Já lá estive antes. Não me recordo como saí… Ou recordo-me. Até bem demais. Três dias em silêncio até que um murro na mesa me trouxe de volta. 

Não vai haver murro na mesa desta vez. Não há murro na mesa há muito tempo, desde o dia “já não posso fazer nada por ti”. Porque um cobarde é um cobarde é um cobarde. 

Há, sim, várias luzes de presença. Que me chamam, que tentam puxar por mim. Mas eu não sei, já, como voltar para cima. Como corresponder ao chamamento dessas luzes de presença. Onde está a energia, a força, para me trazer de volta à superfície. 

Dizem que faz parte. Dizem que sou forte. Dizem que vou conseguir. Digo que até lá, um dia atrás do outro atrás do um, o esforço para sobreviver é demasiado grande, demasiado doloroso, demasiado violento. 

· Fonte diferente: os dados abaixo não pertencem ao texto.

//! Network Transport - parallel channel plumbing for Windrop
//!
//! Provides the frame-channel abstraction, a QUIC backend with one
//! bidirectional stream per channel, an in-memory backend for tests, the
//! parallel chunk coordinator and the adaptive chunk-size controller.

mod adaptive;
mod cancel;
mod channel;
mod coordinator;
mod error;
mod mem;
mod quic;

pub use adaptive::*;
pub use cancel::*;
pub use channel::*;
pub use coordinator::*;
pub use error::*;
pub use mem::*;
pub use quic::*;

/// Default QUIC port
pub const DEFAULT_QUIC_PORT: u16 = 47823;

/// Buffered bytes at which a channel stops accepting chunks
pub const HIGH_WATERMARK: usize = 16 * 1024 * 1024;

/// Buffered bytes below which a paused channel resumes
pub const LOW_WATERMARK: usize = 4 * 1024 * 1024;

/// Length prefix in front of every frame on a stream
pub const FRAME_HEADER_LEN: usize = 4;
//! Engine configuration

use std::time::Duration;

use net_transport::{AdaptiveConfig, ChannelLimits};

/// Tunables for one engine instance.
///
/// Every interval that gates a state change is configurable so tests can
/// shrink them; the defaults suit desktop links.
#[derive(Debug, Clone)]
pub struct EngineConfig {
    /// Budget for each handshake round trip: key answer, accept, verify
    pub handshake_timeout: Duration,
    /// No chunk progress for this long triggers the relay fallback
    pub stall_timeout: Duration,
    /// Ping cadence on the control channel while chunks flow
    pub metrics_interval: Duration,
    /// Cadence of receive-side progress reports back to the sender
    pub feedback_interval: Duration,
    /// Data channels granted when accepting a transfer
    pub data_channels: u8,
    /// Largest file the receive side will take
    pub max_file_size: u64,
    /// Watermarks applied to every data channel
    pub limits: ChannelLimits,
    /// Chunk-size and channel-count controller settings
    pub adaptive: AdaptiveConfig,
}

impl Default for EngineConfig {
    fn default() -> Self {
        Self {
            handshake_timeout: Duration::from_secs(30),
            stall_timeout: Duration::from_secs(10),
            metrics_interval: Duration::from_millis(500),
            feedback_interval: Duration::from_millis(500),
            data_channels: 2,
            max_file_size: 16 * 1024 * 1024 * 1024,
            limits: ChannelLimits::default(),
            adaptive: AdaptiveConfig::default(),
        }
    }
}
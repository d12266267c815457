//! QUIC transport implementation
//!
//! One peer connection carries one bidirectional stream per channel; the
//! first byte on a fresh stream names the channel. Peer authenticity
//! comes from the hybrid handshake above this layer, so the TLS identity
//! is a throwaway self-signed certificate.

use std::net::SocketAddr;
use std::sync::Arc;
use std::time::Duration;

use bytes::Bytes;
use quinn::{
    ClientConfig, Connection, Endpoint, RecvStream, SendStream, ServerConfig, TransportConfig,
};
use tokio::sync::mpsc;
use tracing::{debug, info, warn};
use wire_protocol::{ChannelId, MAX_FRAME_SIZE};

use crate::{
    CancelHandle, CancelToken, ChannelLimits, FrameChannel, QueueWorker, SendQueue,
    TransportError, TransportResult, cancel_pair, send_queue,
};

const SERVER_NAME: &str = "windrop.local";

/// Endpoint wrapper producing peer links
pub struct QuicConnector {
    endpoint: Endpoint,
}

impl QuicConnector {
    /// Create a client-side endpoint
    pub fn client(bind_addr: SocketAddr) -> TransportResult<Self> {
        let client_config = Self::create_client_config()?;

        let mut endpoint = Endpoint::client(bind_addr)?;
        endpoint.set_default_client_config(client_config);

        Ok(Self { endpoint })
    }

    /// Create a server-side endpoint with a self-signed certificate
    pub fn server(bind_addr: SocketAddr) -> TransportResult<Self> {
        let (server_config, _cert) = Self::create_server_config()?;
        let endpoint = Endpoint::server(server_config, bind_addr)?;
        Ok(Self { endpoint })
    }

    pub fn local_addr(&self) -> TransportResult<SocketAddr> {
        Ok(self.endpoint.local_addr()?)
    }

    /// Connect to a remote peer
    pub async fn connect(&self, addr: SocketAddr) -> TransportResult<QuicLink> {
        info!("Connecting to {}", addr);

        let connection = self
            .endpoint
            .connect(addr, SERVER_NAME)
            .map_err(|e| TransportError::ConnectionFailed(e.to_string()))?
            .await
            .map_err(|e| TransportError::ConnectionFailed(e.to_string()))?;

        info!("Connected to {}", addr);
        Ok(QuicLink::new(connection))
    }

    /// Accept one incoming connection
    pub async fn accept(&self) -> TransportResult<QuicLink> {
        let incoming = self
            .endpoint
            .accept()
            .await
            .ok_or_else(|| TransportError::ConnectionFailed("Endpoint closed".to_string()))?;

        let connection = incoming
            .await
            .map_err(|e| TransportError::ConnectionFailed(e.to_string()))?;

        info!("Accepted connection from {}", connection.remote_address());
        Ok(QuicLink::new(connection))
    }

    /// Client TLS config; server identity is not checked at this layer
    fn create_client_config() -> TransportResult<ClientConfig> {
        let crypto = rustls::ClientConfig::builder()
            .dangerous()
            .with_custom_certificate_verifier(Arc::new(SkipServerVerification))
            .with_no_client_auth();

        let mut transport = TransportConfig::default();
        transport.max_idle_timeout(Some(Duration::from_secs(30).try_into().unwrap()));
        transport.keep_alive_interval(Some(Duration::from_secs(5)));

        let mut config = ClientConfig::new(Arc::new(
            quinn::crypto::rustls::QuicClientConfig::try_from(crypto)
                .map_err(|e| TransportError::Tls(e.to_string()))?,
        ));
        config.transport_config(Arc::new(transport));

        Ok(config)
    }

    /// Server TLS config with a fresh self-signed certificate
    fn create_server_config() -> TransportResult<(ServerConfig, rcgen::CertifiedKey)> {
        let certified_key = rcgen::generate_simple_self_signed(vec![SERVER_NAME.to_string()])
            .map_err(|e| TransportError::Certificate(e.to_string()))?;

        let cert_der = certified_key.cert.der().clone();
        let key_der = certified_key.key_pair.serialize_der();

        let cert_chain = vec![cert_der];
        let key = rustls::pki_types::PrivatePkcs8KeyDer::from(key_der);

        let mut server_crypto = rustls::ServerConfig::builder()
            .with_no_client_auth()
            .with_single_cert(cert_chain, key.into())
            .map_err(|e| TransportError::Tls(e.to_string()))?;

        server_crypto.alpn_protocols = vec![b"windrop".to_vec()];

        let mut transport = TransportConfig::default();
        transport.max_idle_timeout(Some(Duration::from_secs(30).try_into().unwrap()));
        transport.keep_alive_interval(Some(Duration::from_secs(5)));

        let mut config = ServerConfig::with_crypto(Arc::new(
            quinn::crypto::rustls::QuicServerConfig::try_from(server_crypto)
                .map_err(|e| TransportError::Tls(e.to_string()))?,
        ));
        config.transport_config(Arc::new(transport));

        Ok((config, certified_key))
    }
}

/// One established peer connection
pub struct QuicLink {
    connection: Connection,
    limits: ChannelLimits,
}

impl QuicLink {
    fn new(connection: Connection) -> Self {
        Self {
            connection,
            limits: ChannelLimits::default(),
        }
    }

    pub fn with_limits(mut self, limits: ChannelLimits) -> Self {
        self.limits = limits;
        self
    }

    /// Open a new channel; the id byte travels first on the stream
    pub async fn open_channel(&self, id: ChannelId) -> TransportResult<QuicChannel> {
        let (mut send, recv) = self
            .connection
            .open_bi()
            .await
            .map_err(|e| TransportError::Stream(e.to_string()))?;

        send.write_all(&[id.0])
            .await
            .map_err(|e| TransportError::Stream(e.to_string()))?;

        debug!(channel = %id, "channel opened");
        Ok(QuicChannel::start(id, send, recv, self.limits))
    }

    /// Accept the next channel the peer opens
    pub async fn accept_channel(&self) -> TransportResult<QuicChannel> {
        let (send, mut recv) = self
            .connection
            .accept_bi()
            .await
            .map_err(|e| TransportError::Stream(e.to_string()))?;

        let mut tag = [0u8; 1];
        recv.read_exact(&mut tag)
            .await
            .map_err(|e| TransportError::Stream(e.to_string()))?;
        let id = ChannelId(tag[0]);

        debug!(channel = %id, "channel accepted");
        Ok(QuicChannel::start(id, send, recv, self.limits))
    }

    pub fn remote_address(&self) -> SocketAddr {
        self.connection.remote_address()
    }

    /// Connection-level statistics from the QUIC path
    pub fn stats(&self) -> LinkStats {
        let stats = self.connection.stats();
        LinkStats {
            rtt: stats.path.rtt,
            congestion_window: stats.path.cwnd as usize,
            bytes_sent: stats.udp_tx.bytes,
            bytes_received: stats.udp_rx.bytes,
            packets_sent: stats.path.sent_packets,
            packets_lost: stats.path.lost_packets,
        }
    }

    /// Close the connection and every channel on it
    pub fn close(&self, reason: &str) {
        self.connection.close(0u32.into(), reason.as_bytes());
        info!("Connection closed: {}", reason);
    }
}

/// Connection statistics
#[derive(Debug, Clone)]
pub struct LinkStats {
    pub rtt: Duration,
    pub congestion_window: usize,
    pub bytes_sent: u64,
    pub bytes_received: u64,
    pub packets_sent: u64,
    pub packets_lost: u64,
}

/// One channel riding a dedicated bidirectional stream
pub struct QuicChannel {
    id: ChannelId,
    queue: SendQueue,
    incoming: mpsc::UnboundedReceiver<Bytes>,
    close_handle: CancelHandle,
}

impl QuicChannel {
    fn start(id: ChannelId, send: SendStream, recv: RecvStream, limits: ChannelLimits) -> Self {
        let (queue, worker) = send_queue(limits.low_watermark);
        let (close_handle, close_token) = cancel_pair();
        let (incoming_tx, incoming_rx) = mpsc::unbounded_channel();

        tokio::spawn(write_loop(id, send, worker, close_token.clone()));
        tokio::spawn(read_loop(id, recv, incoming_tx, queue.clone()));

        Self {
            id,
            queue,
            incoming: incoming_rx,
            close_handle,
        }
    }

    pub fn bytes_sent(&self) -> u64 {
        self.queue.bytes_sent()
    }
}

impl FrameChannel for QuicChannel {
    fn id(&self) -> ChannelId {
        self.id
    }

    async fn send(&self, frame: Bytes) -> TransportResult<()> {
        if frame.len() > MAX_FRAME_SIZE {
            return Err(TransportError::FrameTooLarge {
                size: frame.len(),
                max: MAX_FRAME_SIZE,
            });
        }
        self.queue.push(frame, self.id)
    }

    fn buffered_amount(&self) -> usize {
        self.queue.buffered()
    }

    async fn drained(&self) {
        self.queue.drained().await
    }

    async fn recv(&mut self) -> Option<Bytes> {
        self.incoming.recv().await
    }

    fn is_open(&self) -> bool {
        self.queue.is_open()
    }

    async fn close(&mut self) {
        self.queue.mark_closed();
        self.close_handle.cancel();
    }
}

impl Drop for QuicChannel {
    fn drop(&mut self) {
        self.queue.mark_closed();
        self.close_handle.cancel();
    }
}

/// Writer task: frames from the queue onto the stream, length-prefixed.
/// On close, flushes what is already queued before finishing the stream.
async fn write_loop(
    id: ChannelId,
    mut send: SendStream,
    mut worker: QueueWorker,
    close: CancelToken,
) {
    loop {
        let frame = tokio::select! {
            maybe = worker.next() => match maybe {
                Some(frame) => frame,
                None => break,
            },
            _ = close.cancelled() => break,
        };
        if let Err(e) = write_frame(&mut send, &frame).await {
            debug!(channel = %id, error = %e, "channel write failed");
            worker.mark_closed();
            return;
        }
        worker.complete(frame.len());
    }

    // Flush frames accepted before the close.
    while let Some(frame) = worker.next_ready() {
        if write_frame(&mut send, &frame).await.is_err() {
            break;
        }
        worker.complete(frame.len());
    }
    worker.mark_closed();
    let _ = send.finish();
}

/// Reader task: length-prefixed frames off the stream into the inbox
async fn read_loop(
    id: ChannelId,
    mut recv: RecvStream,
    incoming: mpsc::UnboundedSender<Bytes>,
    queue: SendQueue,
) {
    loop {
        match read_frame(&mut recv).await {
            Ok(Some(frame)) => {
                if incoming.send(frame).is_err() {
                    break;
                }
            }
            Ok(None) => {
                debug!(channel = %id, "peer finished stream");
                break;
            }
            Err(e) => {
                warn!(channel = %id, error = %e, "channel read failed");
                break;
            }
        }
    }
    queue.mark_closed();
}

async fn write_frame(send: &mut SendStream, frame: &Bytes) -> TransportResult<()> {
    let len = (frame.len() as u32).to_be_bytes();
    send.write_all(&len)
        .await
        .map_err(|e| TransportError::Send(e.to_string()))?;
    send.write_all(frame)
        .await
        .map_err(|e| TransportError::Send(e.to_string()))?;
    Ok(())
}

async fn read_frame(recv: &mut RecvStream) -> TransportResult<Option<Bytes>> {
    let mut len_buf = [0u8; 4];
    match recv.read_exact(&mut len_buf).await {
        Ok(()) => {}
        Err(quinn::ReadExactError::FinishedEarly(_)) => return Ok(None),
        Err(e) => return Err(TransportError::Receive(e.to_string())),
    }

    let len = u32::from_be_bytes(len_buf) as usize;
    if len > MAX_FRAME_SIZE {
        return Err(TransportError::FrameTooLarge {
            size: len,
            max: MAX_FRAME_SIZE,
        });
    }

    let mut buf = vec![0u8; len];
    recv.read_exact(&mut buf)
        .await
        .map_err(|e| TransportError::Receive(e.to_string()))?;
    Ok(Some(Bytes::from(buf)))
}

/// Skip TLS server verification; authenticity is established by the
/// hybrid key exchange riding the channels.
#[derive(Debug)]
struct SkipServerVerification;

impl rustls::client::danger::ServerCertVerifier for SkipServerVerification {
    fn verify_server_cert(
        &self,
        _end_entity: &rustls::pki_types::CertificateDer<'_>,
        _intermediates: &[rustls::pki_types::CertificateDer<'_>],
        _server_name: &rustls::pki_types::ServerName<'_>,
        _ocsp_response: &[u8],
        _now: rustls::pki_types::UnixTime,
    ) -> Result<rustls::client::danger::ServerCertVerified, rustls::Error> {
        Ok(rustls::client::danger::ServerCertVerified::assertion())
    }

    fn verify_tls12_signature(
        &self,
        _message: &[u8],
        _cert: &rustls::pki_types::CertificateDer<'_>,
        _dss: &rustls::DigitallySignedStruct,
    ) -> Result<rustls::client::danger::HandshakeSignatureValid, rustls::Error> {
        Ok(rustls::client::danger::HandshakeSignatureValid::assertion())
    }

    fn verify_tls13_signature(
        &self,
        _message: &[u8],
        _cert: &rustls::pki_types::CertificateDer<'_>,
        _dss: &rustls::DigitallySignedStruct,
    ) -> Result<rustls::client::danger::HandshakeSignatureValid, rustls::Error> {
        Ok(rustls::client::danger::HandshakeSignatureValid::assertion())
    }

    fn supported_verify_schemes(&self) -> Vec<rustls::SignatureScheme> {
        vec![
            rustls::SignatureScheme::RSA_PKCS1_SHA256,
            rustls::SignatureScheme::RSA_PKCS1_SHA384,
            rustls::SignatureScheme::RSA_PKCS1_SHA512,
            rustls::SignatureScheme::ECDSA_NISTP256_SHA256,
            rustls::SignatureScheme::ECDSA_NISTP384_SHA384,
            rustls::SignatureScheme::ECDSA_NISTP521_SHA512,
            rustls::SignatureScheme::ED25519,
        ]
    }
}
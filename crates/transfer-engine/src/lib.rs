//! Transfer orchestration for windrop.
//!
//! This crate ties the other layers into one driver per transfer. The
//! sender walks key exchange, manifest negotiation, parallel encrypted
//! streaming and whole-file verification over any [`PeerLink`]; the
//! receiver mirrors it and hands back the reassembled file. When the
//! direct path stalls or drops mid-transfer, both sides restart the
//! data leg over a relay circuit exactly once.
//!
//! The entry points are [`Engine::initiate_transfer`] and
//! [`Engine::accept_transfer`]; everything else is plumbing behind the
//! returned handles.

mod backend;
mod benchmark;
mod config;
mod engine;
mod error;
mod events;
mod logging;
mod receiver;
mod sender;
mod session;

pub use backend::*;
pub use benchmark::*;
pub use config::*;
pub use engine::*;
pub use error::*;
pub use events::*;
pub use logging::*;
pub use receiver::*;
pub use sender::*;
pub use session::*;
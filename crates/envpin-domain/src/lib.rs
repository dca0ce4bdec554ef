#![deny(clippy::all, warnings)]
#![allow(
    clippy::missing_errors_doc,
    clippy::missing_panics_doc,
    clippy::must_use_candidate
)]

pub mod installed;
pub mod manifest;
pub mod normalize;
pub mod pin;
pub mod spec;

pub use installed::{InstalledPackage, InstalledSet};
pub use manifest::{
    read_manifest, write_atomic, write_manifest, DependencyEntry, Manifest, ManifestError,
    SecondaryEntry, SecondaryList, SECONDARY_KEY,
};
pub use normalize::normalize_package_name;
pub use pin::{
    pin_manifest, PinOptions, PinReport, PinResult, PinScope, PinnedEntry, PreserveReason,
    PreservedEntry, UnpinnedEntry,
};
pub use spec::{CondaSpec, PipSpec};
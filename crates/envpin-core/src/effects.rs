use std::path::Path;
use std::sync::Arc;

use envpin_domain::InstalledSet;

use crate::config::Config;
use crate::error::PinError;
use crate::inspect::CondaManager;
use crate::lock::CondaLock;

/// Read-only view of a materialized package environment.
pub trait EnvironmentManager: Send + Sync {
    /// Packages installed by the environment manager itself.
    fn list_packages(&self, env: &str) -> Result<InstalledSet, PinError>;
    /// Packages installed by pip inside the same environment.
    fn freeze_secondary(&self, env: &str) -> Result<InstalledSet, PinError>;
}

pub trait LockGenerator: Send + Sync {
    /// Produce an explicit lock for `platform` at `dest`, or leave `dest`
    /// untouched on failure.
    fn generate(&self, manifest: &Path, platform: &str, dest: &Path) -> Result<(), PinError>;
}

pub trait Effects: Send + Sync {
    fn manager(&self) -> &dyn EnvironmentManager;
    fn locker(&self) -> &dyn LockGenerator;
}

pub struct SystemEffects {
    manager: Arc<CondaManager>,
    locker: Arc<CondaLock>,
}

impl SystemEffects {
    #[must_use]
    pub fn new(config: &Config) -> Self {
        Self {
            manager: Arc::new(CondaManager::new(config.tools().clone())),
            locker: Arc::new(CondaLock::new(config.tools().clone())),
        }
    }
}

impl Effects for SystemEffects {
    fn manager(&self) -> &dyn EnvironmentManager {
        self.manager.as_ref()
    }

    fn locker(&self) -> &dyn LockGenerator {
        self.locker.as_ref()
    }
}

Onde vou para encontrar essa tal de força que me dizem que tenho? Onde vou para respirar quando o ar não entra e a voz não sai? Onde vou para regressar à superfície? 

Afogo-me todos os dias um pouco mais. Apago-me todos os dias um pouco mais. 

Como se sobrevive no fundo do poço, onde falta o ar, falta a luz, falta a cor? No fundo do poço onde estou eu, onde falto eu.